The first thing a customer sees is an apps community rating and feedback, as soon as you click on an app it tells you who it’s developer is. One more click and you can see other apps by this developer.
“A single bad experience with a crappy app discourages users from trying another”
I can imagine it might look like that from a 20,000 ft aerial view but this isn’t what’s happening in the real world where we can see it encourages customers to write a comment that this is a “crappy app” and that discourages other users from trying it and will lead to it being pushed to the bottom of the natural search so fewer potential customers even get to see it. A “crappy app” experience does the opposite of discouraging the trial of another and can actually drive customers to stay with recognised brands and act to actually encourage them to pay for and be quicker to appreciate and recommend quality alternatives.
“Word of mouth will eventually thin the herd, but in the meantime, market saturation is hindering progress as usability (not features) is the only significant difference between apps”
Eventually? This is Digital Darwinism powered by bucket loads of rocket fuel. It’s hard to find other services that sort the wheat from the chaff at anything like the speed of an App Store. Any app developer will tell you that market saturation makes it ALL about features and “one upping” one another eg. most developers are spending their time reading the comments (& complaints) on their own and their competitors apps as sources for ideas for FEATURES that they can add to make their app better.

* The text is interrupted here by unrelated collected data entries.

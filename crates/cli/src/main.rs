use anyhow::{Context, Result};
use clap::{Args, Parser, Subcommand};
use codemap_graph::ArtifactPaths;
use codemap_search::{index_project, QueryEngine};
use config::AppConfig;
use flags::VectorFlag;
use serde::Serialize;
use std::path::PathBuf;
use std::process::ExitCode;

mod config;
mod flags;

#[derive(Parser)]
#[command(name = "codemap")]
#[command(about = "Call-graph indexing and retrieval for Python repositories", long_about = None)]
#[command(version)]
struct Cli {
    #[command(subcommand)]
    command: Commands,

    /// Project root to index or query
    #[arg(long, global = true, default_value = ".")]
    root: PathBuf,

    /// Artifact directory (default: <root>/.codemap)
    #[arg(long, global = true)]
    storage: Option<PathBuf>,

    /// Config file (default: <root>/codemap.toml when present)
    #[arg(long, global = true)]
    config: Option<PathBuf>,

    /// Vector provider fused with keyword results
    #[arg(long, global = true, value_enum)]
    vector: Option<VectorFlag>,

    /// Enable verbose logging
    #[arg(short, long, global = true)]
    verbose: bool,

    /// Quiet mode: log only warnings/errors
    #[arg(short, long, global = true)]
    quiet: bool,
}

#[derive(Subcommand)]
enum Commands {
    /// Index the project and write the graph, dependency map and keyword index
    Index(IndexArgs),

    /// Hybrid keyword/vector search over indexed definitions
    Search(SearchArgs),

    /// Show a node's code with its callers and callees
    Expand(ExpandArgs),

    /// Trace the call flow from a node (default: the project entry point)
    Trace(TraceArgs),

    /// Render a Mermaid diagram around one or more nodes
    Diagram(DiagramArgs),

    /// Find where a symbol is defined or mentioned
    Lookup(LookupArgs),

    /// Show metadata and direct neighbours of a node
    Node(NodeArgs),

    /// Project outline: README, most important modules, entry point and file tree
    Overview(OverviewArgs),

    /// Print a project file with line numbers
    Read(ReadArgs),
}

#[derive(Args)]
struct OutputArgs {
    /// Print JSON instead of text
    #[arg(long)]
    json: bool,
}

#[derive(Args)]
struct IndexArgs {
    #[command(flatten)]
    output: OutputArgs,
}

#[derive(Args)]
struct SearchArgs {
    /// Search query
    query: String,

    /// Maximum number of results
    #[arg(short = 'n', long, default_value_t = 10)]
    limit: usize,

    #[command(flatten)]
    output: OutputArgs,
}

#[derive(Args)]
struct ExpandArgs {
    /// Node id in any spelling (`pkg.mod.func`, `pkg/mod.py::func`)
    id: String,

    #[command(flatten)]
    output: OutputArgs,
}

#[derive(Args)]
struct TraceArgs {
    /// Start node; the detected entry point when omitted
    start: Option<String>,

    /// Maximum traversal depth (default from config)
    #[arg(short, long)]
    depth: Option<usize>,

    /// Render the trace as a Mermaid flowchart
    #[arg(long, conflicts_with = "json")]
    mermaid: bool,

    #[command(flatten)]
    output: OutputArgs,
}

#[derive(Args)]
struct DiagramArgs {
    /// Seed node ids
    #[arg(required = true)]
    ids: Vec<String>,

    /// Breadth-first expansion depth (default from config)
    #[arg(short, long)]
    depth: Option<usize>,
}

#[derive(Args)]
struct LookupArgs {
    /// Symbol name
    symbol: String,

    #[command(flatten)]
    output: OutputArgs,
}

#[derive(Args)]
struct NodeArgs {
    /// Node id
    id: String,

    #[command(flatten)]
    output: OutputArgs,
}

#[derive(Args)]
struct ReadArgs {
    /// File path relative to the project root
    path: String,

    /// First line to print
    #[arg(short, long, default_value_t = 1)]
    start: usize,

    /// Last line to print (default: end of file)
    #[arg(short, long)]
    end: Option<usize>,
}

#[derive(Args)]
struct OverviewArgs {
    #[command(flatten)]
    output: OutputArgs,
}

/// Project root, artifact locations and merged configuration for one invocation
struct Workspace {
    root: PathBuf,
    paths: ArtifactPaths,
    config: AppConfig,
}

impl Workspace {
    fn resolve(cli: &Cli) -> Result<Self> {
        let root = cli
            .root
            .canonicalize()
            .with_context(|| format!("Invalid project root {}", cli.root.display()))?;

        let mut config = AppConfig::load(&root, cli.config.as_deref())?;
        if let Some(vector) = cli.vector {
            config.vector = vector.as_domain();
        }

        let paths = match cli.storage.clone().or_else(|| config.storage_dir(&root)) {
            Some(dir) => ArtifactPaths::new(dir),
            None => ArtifactPaths::for_project_root(&root),
        };

        Ok(Self {
            root,
            paths,
            config,
        })
    }

    async fn engine(&self) -> Result<QueryEngine> {
        Ok(QueryEngine::open(&self.root, &self.paths, self.config.query_config()).await?)
    }
}

#[tokio::main]
async fn main() -> ExitCode {
    let cli = Cli::parse();

    let mut builder =
        env_logger::Builder::from_env(env_logger::Env::default().default_filter_or("info"));
    if cli.quiet {
        builder.filter_level(log::LevelFilter::Warn);
    } else if cli.verbose {
        builder.filter_level(log::LevelFilter::Debug);
    }
    builder.target(env_logger::Target::Stderr).init();

    match run(cli).await {
        Ok(()) => ExitCode::SUCCESS,
        Err(err) => {
            eprintln!("{err:#}");
            ExitCode::FAILURE
        }
    }
}

async fn run(cli: Cli) -> Result<()> {
    let workspace = Workspace::resolve(&cli)?;

    match cli.command {
        Commands::Index(args) => run_index(&workspace, args).await,
        Commands::Search(args) => run_search(&workspace, args).await,
        Commands::Expand(args) => {
            let bundle = workspace.engine().await?.expand(&args.id)?;
            emit(args.output.json, &bundle, || bundle.render())
        }
        Commands::Trace(args) => run_trace(&workspace, args).await,
        Commands::Diagram(args) => {
            let diagram = workspace
                .engine()
                .await?
                .generate_diagram(&args.ids, args.depth)?;
            println!("{diagram}");
            Ok(())
        }
        Commands::Lookup(args) => {
            let found = workspace.engine().await?.lookup(&args.symbol)?;
            emit(args.output.json, &found, || found.render())
        }
        Commands::Node(args) => {
            let info = workspace.engine().await?.node_info(&args.id)?;
            emit(args.output.json, &info, || info.render())
        }
        Commands::Overview(args) => {
            let overview = workspace.engine().await?.overview();
            emit(args.output.json, &overview, || overview.render())
        }
        Commands::Read(args) => {
            let text = workspace
                .engine()
                .await?
                .read_file(&args.path, args.start, args.end)?;
            println!("{text}");
            Ok(())
        }
    }
}

async fn run_index(workspace: &Workspace, args: IndexArgs) -> Result<()> {
    log::info!("Indexing {}", workspace.root.display());
    let report = index_project(
        &workspace.root,
        &workspace.paths,
        workspace.config.indexer.clone(),
        &workspace.config.search,
    )
    .await?;
    emit(args.output.json, &report, || report.render())
}

async fn run_search(workspace: &Workspace, args: SearchArgs) -> Result<()> {
    let engine = workspace.engine().await?;
    let hits = engine.search(&args.query, args.limit).await?;

    if args.output.json {
        println!("{}", serde_json::to_string_pretty(&hits)?);
        return Ok(());
    }
    if hits.is_empty() {
        println!("No results for '{}'.", args.query);
        return Ok(());
    }
    for (i, hit) in hits.iter().enumerate() {
        println!("{}. {} (score: {:.4})", i + 1, hit.id, hit.score);
        if let Some(node) = engine.graph().node_by_id(&hit.id) {
            if let Some(file) = &node.file {
                println!("   {}:{}-{}", file, node.start_line, node.end_line);
            }
        }
    }
    Ok(())
}

async fn run_trace(workspace: &Workspace, args: TraceArgs) -> Result<()> {
    let engine = workspace.engine().await?;

    if args.mermaid {
        println!("{}", engine.flow_diagram(args.start.as_deref(), args.depth)?);
        return Ok(());
    }

    let trace = match args.start.as_deref() {
        Some(start) => engine.trace_flow(start, args.depth)?,
        None => engine.trace_entry_flow(args.depth)?,
    };
    emit(args.output.json, &trace, || {
        if trace.is_empty() {
            format!("No project calls found from {}.", trace.start)
        } else {
            trace.render()
        }
    })
}

fn emit<T: Serialize>(json: bool, value: &T, text: impl FnOnce() -> String) -> Result<()> {
    if json {
        println!("{}", serde_json::to_string_pretty(value)?);
    } else {
        println!("{}", text());
    }
    Ok(())
}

Market research isn’t what helped Alexander Graham Bell invent the telephone
“Research so far shows that mobile apps are no more effective than traditional methods of performing the same functions on reducing dietary intake or weight. Two studies showed that dietary tracking via a smartphone was no more effective at helping people eat less than dietary tracking via paper-and-pencil diaries (Acharya et al 2011; Burke et al 2012). I am in the midst of a similar study right now and so far our findings mirror these studies. Interestingly, one of the studies found that a mobile app that provided tailored advice to the user based on the data they entered was more effective than an app that did not. The meat and potatoes of behavioral modification counseling is building motivation and helping patients solve the problems that hinder their progress. I would love to see more of this in apps”
It’s 2012 you don’t have to spend any more research time or money working out whether people want to carry pieces of dead trees that they’ll scratch graphite across to make lists of what they’ve eaten (back in 2006 I showed an audience at the Royal Society of Medicine how this was already being done with nothing more than a basic camera phone).
New approach to innovation: Build on weakness
“Here I elucidate the weaknesses in the industry in the hopes of stimulating discussion about ways to improve the impact of this technology”
Here’s how I’d start that discussion: Instead of criticising the weaknesses of current approaches and discouraging app developers from looking at the challenges surrounding diet and exercise I feel it’s time we took advantage of the massive opportunity to find, copy and partner to build better.
Obviously some VC’s will consider this a disadvantage from their ROI perspective but can you imagine the potential if every obesity expert spent the weekend finding their favorite app (we’re all on America’s Got mHealth Talent remember?) emailed the developer and asked if they could work with them to add what they think it needs to make the difference they want to see in the world?